*Requirement*. Search the records for "draft" and copy each line that holds it.
═════ Exercise input
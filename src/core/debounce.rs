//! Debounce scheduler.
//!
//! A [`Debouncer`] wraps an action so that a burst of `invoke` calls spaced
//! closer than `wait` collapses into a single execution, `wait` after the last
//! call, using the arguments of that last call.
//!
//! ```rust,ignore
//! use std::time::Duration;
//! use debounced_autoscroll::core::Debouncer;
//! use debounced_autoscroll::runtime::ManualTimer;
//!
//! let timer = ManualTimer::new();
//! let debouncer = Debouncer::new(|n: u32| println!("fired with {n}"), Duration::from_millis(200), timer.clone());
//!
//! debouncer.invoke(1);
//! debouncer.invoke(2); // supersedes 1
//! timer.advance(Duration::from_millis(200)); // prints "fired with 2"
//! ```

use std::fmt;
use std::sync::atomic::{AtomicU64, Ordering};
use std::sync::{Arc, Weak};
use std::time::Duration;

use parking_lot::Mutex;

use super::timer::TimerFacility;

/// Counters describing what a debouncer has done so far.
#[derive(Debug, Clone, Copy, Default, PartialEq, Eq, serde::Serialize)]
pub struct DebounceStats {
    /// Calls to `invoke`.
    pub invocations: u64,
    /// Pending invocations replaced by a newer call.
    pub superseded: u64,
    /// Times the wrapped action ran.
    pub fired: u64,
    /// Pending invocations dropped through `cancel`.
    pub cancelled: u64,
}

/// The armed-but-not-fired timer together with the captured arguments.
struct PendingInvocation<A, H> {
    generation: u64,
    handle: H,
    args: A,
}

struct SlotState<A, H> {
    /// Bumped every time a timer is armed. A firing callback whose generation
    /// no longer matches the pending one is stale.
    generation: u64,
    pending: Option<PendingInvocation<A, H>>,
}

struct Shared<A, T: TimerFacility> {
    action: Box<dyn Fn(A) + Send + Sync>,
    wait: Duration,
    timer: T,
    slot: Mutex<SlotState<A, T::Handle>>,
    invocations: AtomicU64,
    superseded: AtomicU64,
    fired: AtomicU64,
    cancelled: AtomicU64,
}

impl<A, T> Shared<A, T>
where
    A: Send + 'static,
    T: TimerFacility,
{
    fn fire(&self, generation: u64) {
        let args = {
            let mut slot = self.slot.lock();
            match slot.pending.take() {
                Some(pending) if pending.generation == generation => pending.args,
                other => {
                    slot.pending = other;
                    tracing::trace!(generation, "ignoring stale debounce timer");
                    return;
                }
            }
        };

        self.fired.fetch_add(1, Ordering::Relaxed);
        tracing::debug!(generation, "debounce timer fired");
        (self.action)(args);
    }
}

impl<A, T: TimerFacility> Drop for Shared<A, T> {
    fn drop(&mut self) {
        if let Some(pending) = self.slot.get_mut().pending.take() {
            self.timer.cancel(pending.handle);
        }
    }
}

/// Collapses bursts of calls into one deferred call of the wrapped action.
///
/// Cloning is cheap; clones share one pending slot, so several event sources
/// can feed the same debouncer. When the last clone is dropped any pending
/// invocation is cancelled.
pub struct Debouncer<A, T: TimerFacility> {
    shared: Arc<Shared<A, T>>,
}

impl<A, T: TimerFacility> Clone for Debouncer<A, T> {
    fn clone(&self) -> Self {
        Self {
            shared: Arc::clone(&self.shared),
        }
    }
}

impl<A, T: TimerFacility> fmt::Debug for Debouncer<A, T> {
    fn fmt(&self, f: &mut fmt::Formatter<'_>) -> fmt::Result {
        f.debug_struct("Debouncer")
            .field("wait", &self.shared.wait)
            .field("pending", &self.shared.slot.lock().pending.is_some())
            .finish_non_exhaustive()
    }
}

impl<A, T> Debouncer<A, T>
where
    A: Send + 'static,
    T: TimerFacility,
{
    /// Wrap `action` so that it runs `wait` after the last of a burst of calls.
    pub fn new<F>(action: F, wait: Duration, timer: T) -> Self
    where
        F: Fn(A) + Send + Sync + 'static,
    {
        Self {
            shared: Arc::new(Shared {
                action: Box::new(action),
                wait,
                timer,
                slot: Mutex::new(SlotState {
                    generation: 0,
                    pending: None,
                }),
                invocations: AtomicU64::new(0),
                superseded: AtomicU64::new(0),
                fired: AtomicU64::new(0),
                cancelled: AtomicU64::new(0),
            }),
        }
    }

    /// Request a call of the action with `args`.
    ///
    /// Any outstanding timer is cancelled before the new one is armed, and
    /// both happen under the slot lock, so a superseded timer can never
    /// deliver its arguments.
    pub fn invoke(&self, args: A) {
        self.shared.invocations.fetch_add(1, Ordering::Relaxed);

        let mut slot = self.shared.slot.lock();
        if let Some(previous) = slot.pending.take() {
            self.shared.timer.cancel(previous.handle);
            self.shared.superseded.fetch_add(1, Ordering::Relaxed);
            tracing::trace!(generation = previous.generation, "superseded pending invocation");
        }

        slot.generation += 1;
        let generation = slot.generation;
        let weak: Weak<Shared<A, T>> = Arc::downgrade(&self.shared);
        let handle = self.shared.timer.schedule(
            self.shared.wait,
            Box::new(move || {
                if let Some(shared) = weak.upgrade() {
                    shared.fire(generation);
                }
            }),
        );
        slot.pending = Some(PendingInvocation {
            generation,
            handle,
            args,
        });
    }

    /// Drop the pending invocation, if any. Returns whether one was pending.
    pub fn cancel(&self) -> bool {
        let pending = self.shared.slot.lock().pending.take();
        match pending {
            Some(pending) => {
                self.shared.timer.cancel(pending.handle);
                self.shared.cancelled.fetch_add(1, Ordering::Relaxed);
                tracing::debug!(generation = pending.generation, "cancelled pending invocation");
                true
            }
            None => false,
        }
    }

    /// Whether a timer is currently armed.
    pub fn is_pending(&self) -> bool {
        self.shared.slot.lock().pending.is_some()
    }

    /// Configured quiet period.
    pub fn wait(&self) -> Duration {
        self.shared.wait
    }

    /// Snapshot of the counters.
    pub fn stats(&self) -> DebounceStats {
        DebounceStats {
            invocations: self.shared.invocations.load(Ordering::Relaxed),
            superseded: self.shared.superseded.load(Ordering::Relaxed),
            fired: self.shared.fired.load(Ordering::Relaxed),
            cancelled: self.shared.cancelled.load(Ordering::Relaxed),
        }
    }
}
══════════
═════ Exercise input
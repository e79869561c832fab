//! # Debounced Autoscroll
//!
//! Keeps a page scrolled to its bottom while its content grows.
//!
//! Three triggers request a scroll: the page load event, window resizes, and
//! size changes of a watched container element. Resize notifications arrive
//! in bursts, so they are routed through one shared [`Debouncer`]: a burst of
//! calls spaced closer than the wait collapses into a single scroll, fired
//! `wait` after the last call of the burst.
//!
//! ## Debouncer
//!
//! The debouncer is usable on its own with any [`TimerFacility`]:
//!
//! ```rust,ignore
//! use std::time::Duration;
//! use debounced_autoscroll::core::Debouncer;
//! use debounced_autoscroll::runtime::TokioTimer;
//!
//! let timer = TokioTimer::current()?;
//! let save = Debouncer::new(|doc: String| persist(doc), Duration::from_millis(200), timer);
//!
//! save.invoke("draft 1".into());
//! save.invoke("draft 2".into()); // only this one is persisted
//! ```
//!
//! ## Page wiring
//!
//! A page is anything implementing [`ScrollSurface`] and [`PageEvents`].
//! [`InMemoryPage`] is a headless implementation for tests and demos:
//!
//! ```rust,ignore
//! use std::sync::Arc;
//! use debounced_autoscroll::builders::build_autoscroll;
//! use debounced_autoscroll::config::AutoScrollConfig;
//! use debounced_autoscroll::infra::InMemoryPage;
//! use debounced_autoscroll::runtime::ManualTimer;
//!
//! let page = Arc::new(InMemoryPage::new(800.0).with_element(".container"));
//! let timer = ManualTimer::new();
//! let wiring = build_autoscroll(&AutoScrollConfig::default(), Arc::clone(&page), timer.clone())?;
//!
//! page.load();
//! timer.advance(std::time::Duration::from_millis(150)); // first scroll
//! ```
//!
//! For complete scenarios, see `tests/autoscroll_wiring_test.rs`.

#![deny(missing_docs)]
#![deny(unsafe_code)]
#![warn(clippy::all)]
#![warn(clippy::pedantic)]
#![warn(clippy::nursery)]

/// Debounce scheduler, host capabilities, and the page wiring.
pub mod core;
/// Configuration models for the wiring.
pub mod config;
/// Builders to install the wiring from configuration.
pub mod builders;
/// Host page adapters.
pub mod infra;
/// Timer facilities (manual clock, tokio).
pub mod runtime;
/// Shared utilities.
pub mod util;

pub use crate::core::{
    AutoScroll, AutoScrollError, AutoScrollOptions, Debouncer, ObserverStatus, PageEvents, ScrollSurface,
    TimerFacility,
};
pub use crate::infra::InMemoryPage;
══════════
═════ Exercise input
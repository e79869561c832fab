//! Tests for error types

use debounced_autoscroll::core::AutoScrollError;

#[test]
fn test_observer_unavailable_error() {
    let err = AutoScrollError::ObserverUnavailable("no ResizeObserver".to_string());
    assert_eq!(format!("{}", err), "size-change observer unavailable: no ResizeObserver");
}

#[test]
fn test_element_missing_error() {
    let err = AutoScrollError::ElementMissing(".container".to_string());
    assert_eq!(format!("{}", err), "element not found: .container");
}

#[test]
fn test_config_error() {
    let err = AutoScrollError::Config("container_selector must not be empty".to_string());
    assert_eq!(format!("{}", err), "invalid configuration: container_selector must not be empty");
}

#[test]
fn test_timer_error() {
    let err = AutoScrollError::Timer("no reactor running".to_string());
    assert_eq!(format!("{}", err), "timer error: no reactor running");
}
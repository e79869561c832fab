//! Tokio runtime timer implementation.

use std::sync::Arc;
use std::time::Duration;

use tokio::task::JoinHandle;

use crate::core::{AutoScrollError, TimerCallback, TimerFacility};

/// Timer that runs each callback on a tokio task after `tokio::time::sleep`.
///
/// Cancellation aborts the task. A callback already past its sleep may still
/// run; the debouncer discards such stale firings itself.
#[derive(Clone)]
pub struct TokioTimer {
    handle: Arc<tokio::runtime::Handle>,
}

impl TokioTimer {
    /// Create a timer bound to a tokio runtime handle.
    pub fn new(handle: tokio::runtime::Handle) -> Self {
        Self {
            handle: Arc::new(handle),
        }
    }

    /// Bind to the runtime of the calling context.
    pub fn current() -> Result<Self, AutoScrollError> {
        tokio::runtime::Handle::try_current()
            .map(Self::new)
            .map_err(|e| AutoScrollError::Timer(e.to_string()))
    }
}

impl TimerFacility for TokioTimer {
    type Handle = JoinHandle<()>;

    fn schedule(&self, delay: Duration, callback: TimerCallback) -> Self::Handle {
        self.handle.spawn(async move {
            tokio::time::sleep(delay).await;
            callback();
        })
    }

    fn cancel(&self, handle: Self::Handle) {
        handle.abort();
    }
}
══════════
*Result for this task*.
//! save.invoke("draft 1".into());
//! save.invoke("draft 2".into()); // only this one is persisted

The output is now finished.